Say no to pointless rehashing of beef. I recently had to tell a friend that don’t need to hear again, for the thousandth time, what a bitch someone we know is. I know they’re a bitch. Everyone knows this. This is why I don’t see them or am Facebook friends with the. I don’t need their alcoholic beef drama in my life which is why I stopped returning the calls years ago. I have no idea what they’re doing now. I don’t care. Their beef bourguignon isn’t anything I think about anymore.

Or when the fist fight between two drivers happened in the streets of Brighton yesterday over a perceived parking beef, I rolled my eyes and tooted at them to stop beefing so I can go home and have a coffee. Get your beef off my streets!

Or when you give someone all the information they need to heal, and they decide to ignore it or tell you you’re wrong, even though you know you’re not wrong. I figure you’re addicted to the beef in your life. You must be if you don’t want to fix it, or even listen. I have to walk away now. I cannot learn for you.

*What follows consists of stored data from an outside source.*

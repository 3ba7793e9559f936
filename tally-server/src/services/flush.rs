use std::time::{SystemTime, UNIX_EPOCH};

use tally_metrics::{MetricType, Report};
use tally_system::{Service, ShutdownHandle};
use tokio::sync::mpsc;
use tokio::task::JoinHandle;
use tokio::time::{Instant, MissedTickBehavior};

use crate::service::ServiceState;

fn unix_timestamp() -> u64 {
    SystemTime::now()
        .duration_since(UNIX_EPOCH)
        .map(|duration| duration.as_secs())
        .unwrap_or_default()
}

/// Periodically flushes the aggregator and emits a [`Report`].
///
/// Every `aggregator.flush_interval` the service takes a snapshot of all stores, logs the rendered
/// report, forwards it to the optional receiver and records the flush time in the admin counters.
/// When a shutdown is requested, a final flush is performed before the service stops.
#[derive(Debug)]
pub struct FlushService {
    state: ServiceState,
    shutdown: ShutdownHandle,
    receiver: Option<mpsc::UnboundedSender<Report>>,
}

impl FlushService {
    /// Creates a new flush service.
    pub fn new(state: ServiceState, shutdown: ShutdownHandle) -> Self {
        Self {
            state,
            shutdown,
            receiver: None,
        }
    }

    /// Returns a channel that receives every report in addition to logging it.
    ///
    /// Subscribing again replaces the previous channel.
    pub fn subscribe(&mut self) -> mpsc::UnboundedReceiver<Report> {
        let (tx, rx) = mpsc::unbounded_channel();
        self.receiver = Some(tx);
        rx
    }

    fn flush(&mut self) {
        let report = self.state.aggregator().flush();
        self.state.stats().set_last_flush(unix_timestamp());

        tally_log::info!(
            counters = report.len(MetricType::Counter),
            gauges = report.len(MetricType::Gauge),
            timings = report.len(MetricType::Timing),
            sets = report.len(MetricType::Set),
            "flushing metrics"
        );

        for line in report.to_string().lines() {
            tally_log::info!(target: "tally::report", "{line}");
        }

        if let Some(ref receiver) = self.receiver {
            if receiver.send(report).is_err() {
                tally_log::debug!("report receiver closed");
                self.receiver = None;
            }
        }
    }

    async fn run(mut self) {
        let period = self.state.config().aggregator_config().flush_interval();
        let mut ticker = tokio::time::interval_at(Instant::now() + period, period);
        ticker.set_missed_tick_behavior(MissedTickBehavior::Delay);

        tally_log::info!("flushing every {}s", period.as_secs());

        loop {
            tokio::select! {
                biased;

                _ = self.shutdown.notified() => break,
                _ = ticker.tick() => self.flush(),
            }
        }

        self.flush();
        tally_log::info!("flush service stopped");
    }
}

impl Service for FlushService {
    fn spawn_handler(self) -> JoinHandle<()> {
        tokio::spawn(self.run())
    }
}

#[cfg(test)]
mod tests {
    use std::sync::Arc;
    use std::time::Duration;

    use tally_config::Config;
    use tally_metrics::Metric;
    use tally_system::Controller;

    use super::*;

    fn state(flush_interval: u64) -> ServiceState {
        let config = Config::from_json_value(serde_json::json!({
            "aggregator": {"flush_interval": flush_interval}
        }))
        .unwrap();
        ServiceState::new(Arc::new(config))
    }

    fn insert(state: &ServiceState, data: &[u8]) {
        for metric in Metric::parse_all(data) {
            state.aggregator().insert(metric.unwrap());
        }
    }

    #[tokio::test(start_paused = true)]
    async fn test_flush_on_interval() {
        tally_test::setup();

        let controller = Controller::new();
        let state = state(10);
        let mut service = FlushService::new(state.clone(), controller.handle());
        let mut rx = service.subscribe();
        let handle = service.start();

        insert(&state, b"gorets:1|c\ngaugor:5|g\n");

        tokio::time::sleep(Duration::from_secs(9)).await;
        assert!(rx.try_recv().is_err());
        assert_eq!(state.stats().last_flush(), 0);

        tokio::time::sleep(Duration::from_secs(2)).await;
        let report = rx.recv().await.unwrap();
        assert_eq!(report.counters, [("gorets".to_owned(), 1)]);
        assert_eq!(report.gauges, [("gaugor".to_owned(), 5)]);
        assert!(state.stats().last_flush() > 0);

        // Counters were reset, gauges persist into the next window.
        tokio::time::sleep(Duration::from_secs(10)).await;
        let report = rx.recv().await.unwrap();
        assert!(report.counters.is_empty());
        assert_eq!(report.gauges, [("gaugor".to_owned(), 5)]);

        controller.shutdown(None);
        handle.await.unwrap();
    }

    #[tokio::test(start_paused = true)]
    async fn test_final_flush_on_shutdown() {
        let controller = Controller::new();
        let state = state(60);
        let mut service = FlushService::new(state.clone(), controller.handle());
        let mut rx = service.subscribe();
        let handle = service.start();

        insert(&state, b"glork:320|ms\nuniq:a|s\n");
        tokio::time::sleep(Duration::from_secs(1)).await;

        controller.shutdown(Some(Duration::from_secs(5)));
        handle.await.unwrap();

        let report = rx.recv().await.unwrap();
        assert_eq!(report.timings, [("glork".to_owned(), vec![320])]);
        assert_eq!(report.sets, [("uniq".to_owned(), 1)]);
        assert!(rx.recv().await.is_none());
    }

    #[tokio::test(start_paused = true)]
    async fn test_closed_receiver_keeps_flushing() {
        let controller = Controller::new();
        let state = state(1);
        let mut service = FlushService::new(state.clone(), controller.handle());
        drop(service.subscribe());
        let handle = service.start();

        insert(&state, b"gorets:1|c\n");
        tokio::time::sleep(Duration::from_millis(1500)).await;
        assert!(state.aggregator().snapshot(MetricType::Counter).is_empty());

        controller.shutdown(None);
        handle.await.unwrap();
    }
}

I have walked away from a lot of stuff going on around me this year and yet I was mindful of those who I wanted to help.

My dear friend whose small child has Stage 4 Cancer? Yes, that’s one beef I am prepared to wrestle with.

The kid who needed a place to live when he had nowhere else to go? Yep. Again. Not even a choice.

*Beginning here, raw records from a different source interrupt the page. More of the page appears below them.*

//! The services making up a Tally server.

mod admin;
mod flush;
mod ingest;

pub use self::admin::{AdminCommand, AdminService, UnknownCommand, execute};
pub use self::flush::FlushService;
pub use self::ingest::{IngestService, IngestSummary, ingest_datagram};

A phone call and listening to my friend who is watching her family disintegrate from illness and old age? Sure thing.

Anything else, I’m leaving up to the individual to manage. One of my goals this year was to stay out of online bullshit. I know, I love a bit of online argy bargy, but I realised it was a way of venting my unhappiness in an unhealthy way. So this year, I haven’t engaged. It’s been good to witness the crazy people out there, and remember I used to be one of them. I sought out beef, and now I’m vegetarian and I am all the happier for it.

There comes a point when you can’t fix things or people or politics anymore. You can only try to get to your basketball game on time.

This is maturity. Being able to walk away from situations that threaten your peace of mind, your self-esteem and your self-worth, and leave behind any people who make you doubt yourself and what you know, who question your values and morals.

Life is short. Do the best you can in the time you have, spread the joy, go for the shot, smell the flowers, make the cake, eat the cheese and for god’s sake, stay away from the beef.